→ Supplied material:
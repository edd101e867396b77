use std::borrow::Cow;

/// Message carried by Error::InvalidProofFormat when the proof's "jws" is absent or not a string.
pub(crate) const INVALID_SIGNATURE_PROPERTY: &str =
    "the proof does not include a valid signature property.";

#[derive(Debug, thiserror::Error)]
pub enum Error {
    #[error("Missing context: {0}")]
    MissingContext(Cow<'static, str>),
    #[error("Incompatible contexts: {0}")]
    IncompatibleContext(Cow<'static, str>),
    #[error("Invalid key type: {0}")]
    InvalidKeyType(Cow<'static, str>),
    #[error("The verification method has been revoked: {0}")]
    RevokedKey(Cow<'static, str>),
    #[error("Verification method not found: {0}")]
    VerificationMethodNotFound(Cow<'static, str>),
    #[error("{0}")]
    InvalidProofFormat(Cow<'static, str>),
    #[error("Signature mismatch: {0}")]
    SignatureMismatch(Cow<'static, str>),
    #[error("A signer API has not been specified.")]
    NoSignerConfigured,
    #[error("A verifier API has not been specified.")]
    NoVerifierConfigured,
    #[error("Proof does not match this suite: {0}")]
    ProofMismatch(Cow<'static, str>),
    #[error("Invalid proof purpose: {0}")]
    InvalidProofPurpose(Cow<'static, str>),
    #[error("Did not verify any proofs; insufficient proofs matched the acceptable suite(s) and required purpose(s).")]
    NoMatchingProof,
    #[error("Invalid configuration: {0}")]
    InvalidConfiguration(Cow<'static, str>),
    #[error("Document not found: {0}")]
    DocumentNotFound(Cow<'static, str>),
    #[error("Canonicalization error: {0}")]
    Canonicalization(Cow<'static, str>),
    #[error("Malformed: {0}")]
    Malformed(Cow<'static, str>),
    #[error(transparent)]
    JWSError(#[from] ld_jws::Error),
}

impl Error {
    /// The error for a proof whose "jws" value is missing, empty, or not a string.
    pub fn invalid_signature_property() -> Self {
        Self::InvalidProofFormat(INVALID_SIGNATURE_PROPERTY.into())
    }
}
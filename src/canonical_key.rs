use crate::{Error, KeyRepresentationT, PublicKeyBase58, Result};

/// A verification method in the form this suite verifies with: an Ed25519VerificationKey2018 whose
/// public key is carried as publicKeyBase58.
#[derive(Clone, Debug, serde::Deserialize, Eq, PartialEq, serde::Serialize)]
pub struct CanonicalKey {
    #[serde(rename = "@context", default, skip_serializing_if = "Option::is_none")]
    pub context_o: Option<serde_json::Value>,
    pub id: String,
    /// Always "Ed25519VerificationKey2018".
    pub r#type: String,
    pub controller: String,
    #[serde(rename = "publicKeyBase58")]
    pub public_key_base58: PublicKeyBase58,
    #[serde(rename = "revoked", default, skip_serializing_if = "Option::is_none")]
    pub revoked_o: Option<serde_json::Value>,
}

impl CanonicalKey {
    /// Revocation is checked on the normalized key, so a revoked key never reaches a verifier.
    pub fn ensure_not_revoked(&self) -> Result<()> {
        match self.revoked_o.as_ref() {
            Some(serde_json::Value::String(revoked)) => Err(Error::RevokedKey(
                format!("{:?} was revoked at {}", self.id, revoked).into(),
            )),
            Some(revoked) => Err(Error::RevokedKey(
                format!("{:?} is marked revoked ({})", self.id, revoked).into(),
            )),
            None => Ok(()),
        }
    }
    pub fn verifying_key(&self) -> Result<ed25519_dalek::VerifyingKey> {
        ed25519_dalek::VerifyingKey::from_bytes(&self.public_key_base58.decode()?).map_err(|e| {
            Error::Malformed(
                format!("publicKeyBase58 of {:?} is not an Ed25519 point: {}", self.id, e).into(),
            )
        })
    }
}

→ What the exercise asks:
The response should be an exact repeat of the data above.

→ Response area:
repository edd101e867396b77
use std::borrow::Cow;

/// Message carried by Error::InvalidProofFormat when the proof's "jws" is absent or not a string.
pub(crate) const INVALID_SIGNATURE_PROPERTY: &str =
    "the proof does not include a valid signature property.";

#[derive(Debug, thiserror::Error)]
pub enum Error {
    #[error("Missing context: {0}")]
    MissingContext(Cow<'static, str>),
    #[error("Incompatible contexts: {0}")]
    IncompatibleContext(Cow<'static, str>),
    #[error("Invalid key type: {0}")]
    InvalidKeyType(Cow<'static, str>),
    #[error("The verification method has been revoked: {0}")]
    RevokedKey(Cow<'static, str>),
    #[error("Verification method not found: {0}")]
    VerificationMethodNotFound(Cow<'static, str>),
    #[error("{0}")]
    InvalidProofFormat(Cow<'static, str>),
    #[error("Signature mismatch: {0}")]
    SignatureMismatch(Cow<'static, str>),
    #[error("A signer API has not been specified.")]
    NoSignerConfigured,
    #[error("A verifier API has not been specified.")]
    NoVerifierConfigured,
    #[error("Proof does not match this suite: {0}")]
    ProofMismatch(Cow<'static, str>),
    #[error("Invalid proof purpose: {0}")]
    InvalidProofPurpose(Cow<'static, str>),
    #[error("Did not verify any proofs; insufficient proofs matched the acceptable suite(s) and required purpose(s).")]
    NoMatchingProof,
    #[error("Invalid configuration: {0}")]
    InvalidConfiguration(Cow<'static, str>),
    #[error("Document not found: {0}")]
    DocumentNotFound(Cow<'static, str>),
    #[error("Canonicalization error: {0}")]
    Canonicalization(Cow<'static, str>),
    #[error("Malformed: {0}")]
    Malformed(Cow<'static, str>),
    #[error(transparent)]
    JWSError(#[from] ld_jws::Error),
}

impl Error {
    /// The error for a proof whose "jws" value is missing, empty, or not a string.
    pub fn invalid_signature_property() -> Self {
        Self::InvalidProofFormat(INVALID_SIGNATURE_PROPERTY.into())
    }
}
filename src/canonical_key.rs
use crate::{Error, KeyRepresentationT, PublicKeyBase58, Result};

/// A verification method in the form this suite verifies with: an Ed25519VerificationKey2018 whose
/// public key is carried as publicKeyBase58.
#[derive(Clone, Debug, serde::Deserialize, Eq, PartialEq, serde::Serialize)]
pub struct CanonicalKey {
    #[serde(rename = "@context", default, skip_serializing_if = "Option::is_none")]
    pub context_o: Option<serde_json::Value>,
    pub id: String,
    /// Always "Ed25519VerificationKey2018".
    pub r#type: String,
    pub controller: String,
    #[serde(rename = "publicKeyBase58")]
    pub public_key_base58: PublicKeyBase58,
    #[serde(rename = "revoked", default, skip_serializing_if = "Option::is_none")]
    pub revoked_o: Option<serde_json::Value>,
}

impl CanonicalKey {
    /// Revocation is checked on the normalized key, so a revoked key never reaches a verifier.
    pub fn ensure_not_revoked(&self) -> Result<()> {
        match self.revoked_o.as_ref() {
            Some(serde_json::Value::String(revoked)) => Err(Error::RevokedKey(
                format!("{:?} was revoked at {}", self.id, revoked).into(),
            )),
            Some(revoked) => Err(Error::RevokedKey(
                format!("{:?} is marked revoked ({})", self.id, revoked).into(),
            )),
            None => Ok(()),
        }
    }
    pub fn verifying_key(&self) -> Result<ed25519_dalek::VerifyingKey> {
        ed25519_dalek::VerifyingKey::from_bytes(&self.public_key_base58.decode()?).map_err(|e| {
            Error::Malformed(
                format!("publicKeyBase58 of {:?} is not an Ed25519 point: {}", self.id, e).into(),
            )
        })
    }
}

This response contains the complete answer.